Interactions in CYP2D6 poor metabolisers: Co-administration of strong inhibitors of CYP3A4 (such as itraconazole, voriconazole, clarithromycin, telitromycin, nefazodone, conivaptan and many of the HIV protease inhibitors) and inhibitors of CYP2C9 (such as fluconazole and amiodarone) to CYP2D6 poor metaboliser (see Pharmacology: Pharmacokinetics under Actions) has not been investigated specifically, but it is anticipated that it will lead to a more marked increased exposure of vortioxetine in these patients as compared to the moderate effect described previously. Depending on individual patient response, a lower dose of vortioxetine may be considered if a strong inhibitor of CYP3A4 or CYP2C9 is co-administered in CYP2D6 poor metabolisers.
Cytochrome P450 inducers: When a single dose of 20mg vortioxetine was co-administered following 10 days of rifampicin 600mg/day (a broad inducer of CYP isozymes) in healthy subjects, a 72% decrease in AUC of vortioxetine was observed. Depending on individual patient response, a dose adjustment may be considered is abroad cytochrome P450 inducer (e.g. rifampicin, carbamazepine, phenytoin) is added to vortioxetine treatment (see Dosage & Administration).
Alcohol: No effect on the pharmacokinetics of vortioxetine or ethanol and no significant impairment, relative to placebo, in cognitive function were observed when vortioxetine in a single dose of 20 mg or 40 mg was co-administered with a single dose of ethanol (0.6g/kg) in healthy subjects.
Acetylsalicylic acid: No effect of multiple doses of acetylsalicylic acid 150 mg/day on the multiple-dose pharmacokinetics of vortioxetine was observed in healthy subjects.
Potential for vortioxetine to affect other medicinal products: Anticoagulants and antiplatelet medicinal products: No significant effects, relative to placebo, were observed in INR, prothrombin or plasma R- /S-warfarin values following co-administration of multiple doses of vortioxetine with stable doses of warfarin in healthy subjects. Also, no significant inhibitory effect, relative to placebo, on platelet aggregation or pharmacokinetics of acetylsalicylic acid or salicylic acid was observed when acetylsalicylic acid 150mg/day was co-administered following multiple doses of vortioxetine administration in healthy subjects. However, as for other serotonergic medicinal products, caution should be exercised wen vortioxetine is combined with oral anticoagulants or antiplatelet medicinal products due to a potential increased risk of bleeding attributable to a pharmacodynamic interaction (see Precautions).
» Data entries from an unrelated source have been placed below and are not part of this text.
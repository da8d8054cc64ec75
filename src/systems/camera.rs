//! Camera and IK collaborators of the Brain.
//!
//! Both are optional: without a [`CameraRig`] resource or an [`IkRig`]
//! component the observers do nothing.

use bevy_ecs::prelude::*;
use glam::Vec3;

use crate::components::ikrig::IkRig;
use crate::events::brain::{CameraUpdateEvent, IkUpdateEvent};
use crate::resources::camerarig::CameraRig;
use crate::resources::worldtime::WorldTime;

/// Lean saturates at this horizontal speed (units per tick).
const FULL_LEAN_STEP: f32 = 0.25;

/// Track the followed actor's pose.
pub fn camera_follow_observer(trigger: On<CameraUpdateEvent>, rig: Option<ResMut<CameraRig>>) {
    let Some(mut rig) = rig else {
        return;
    };
    let event = trigger.event();
    if rig.target != Some(event.actor) {
        return;
    }
    rig.focus = event.position;
    rig.focus_yaw = event.yaw;
}

/// Refresh the actor's IK targets from the applied motion.
pub fn ik_update_observer(trigger: On<IkUpdateEvent>, mut rigs: Query<&mut IkRig>) {
    let event = trigger.event();
    let Ok(mut rig) = rigs.get_mut(event.actor) else {
        return;
    };
    let (sin, cos) = event.yaw.to_radians().sin_cos();
    rig.look_target = event.position + Vec3::new(sin, 0.0, cos);
    let horizontal = Vec3::new(event.displacement.x, 0.0, event.displacement.z);
    rig.stride_distance += horizontal.length();
    rig.lean = (horizontal / FULL_LEAN_STEP).clamp(Vec3::NEG_ONE, Vec3::ONE);
    rig.updates += 1;
}

/// Ease the camera toward its desired position. LateUpdate host system.
pub fn smooth_camera_rig(rig: Option<ResMut<CameraRig>>, time: Res<WorldTime>) {
    let Some(mut rig) = rig else {
        return;
    };
    if rig.target.is_none() {
        return;
    }
    let desired = rig.desired_position();
    if rig.smoothing <= 0.0 {
        rig.position = desired;
        return;
    }
    let t = (rig.smoothing * time.step_delta).clamp(0.0, 1.0);
    rig.position = rig.position.lerp(desired, t);
}

/// Register both observers.
pub fn add_brain_observers(world: &mut World) {
    world.add_observer(camera_follow_observer);
    world.add_observer(ik_update_observer);
    world.flush();
}

#[cfg(test)]
mod tests {
    use super::*;

    #[test]
    fn test_camera_follows_only_its_target() {
        let mut world = World::new();
        add_brain_observers(&mut world);
        let followed = world.spawn_empty().id();
        let other = world.spawn_empty().id();
        world.insert_resource(CameraRig::following(followed));

        world.trigger(CameraUpdateEvent {
            actor: other,
            position: Vec3::splat(9.0),
            yaw: 0.0,
        });
        assert_eq!(world.resource::<CameraRig>().focus, Vec3::ZERO);

        world.trigger(CameraUpdateEvent {
            actor: followed,
            position: Vec3::new(1.0, 0.0, 2.0),
            yaw: 90.0,
        });
        let rig = world.resource::<CameraRig>();
        assert_eq!(rig.focus, Vec3::new(1.0, 0.0, 2.0));
        assert_eq!(rig.focus_yaw, 90.0);
    }

    #[test]
    fn test_missing_collaborators_are_skipped() {
        let mut world = World::new();
        add_brain_observers(&mut world);
        let actor = world.spawn_empty().id();
        world.trigger(CameraUpdateEvent {
            actor,
            position: Vec3::ONE,
            yaw: 0.0,
        });
        world.trigger(IkUpdateEvent {
            actor,
            position: Vec3::ONE,
            yaw: 0.0,
            displacement: Vec3::X,
        });
        assert!(!world.contains_resource::<CameraRig>());
    }

    #[test]
    fn test_ik_accumulates_stride() {
        let mut world = World::new();
        add_brain_observers(&mut world);
        let actor = world.spawn(IkRig::default()).id();
        for _ in 0..2 {
            world.trigger(IkUpdateEvent {
                actor,
                position: Vec3::ZERO,
                yaw: 0.0,
                displacement: Vec3::new(0.1, 5.0, 0.0),
            });
        }
        let rig = world.get::<IkRig>(actor).unwrap();
        assert_eq!(rig.updates, 2);
        assert!((rig.stride_distance - 0.2).abs() < 1e-5);
        assert!((rig.lean.x - 0.4).abs() < 1e-5);
        assert_eq!(rig.look_target, Vec3::new(0.0, 0.0, 1.0));
    }
}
Cytochrome P450 substrates: In vitro, vortioxetine did not show any relevant potential for inhibition or induction of cytochrome P450 isoenzymes (see Pharmacology: Pharmacokinetics under Actions).
Following multiple doses of vortioxetine, no inhibitory effect was observed in healthy subjects for the cytochrome P450 isoenzymes CYP2C19 (omeprazole, diazepam), CYP3A4/5 (ethinyl estradiol, midazolam), CYP2B6 (bupropion), CYP2C9 (tolbutamide, S-warfarin), CYP1A2 (caffeine) or CYP2D6 (dextromethorphan).
No pharmacodynamics interactions were observed. No significant impairment, relative to placebo, in cognitive function was observed for vortioxetine following co-administration with a single 10mg dose of diazepam. No significant effects, relative to placebo, were observed in the levels of sex hormones following co-administration of vortioxetine with a combined oral contraceptive (ethinyl estradiol 30μg/levonorgestrel 150μg).
Lithium, tryptophan: No clinically relevant effect was observed during steady-state lithium exposure following coadministration with multiple dose of vortioxetine in healthy subjects. However, there have been reports of enhanced effects when antidepressants with serotonergic effect have been given together with lithium or tryptophan, therefore concomitant use of vortioxetine with these medicinal products should be undertaken with caution.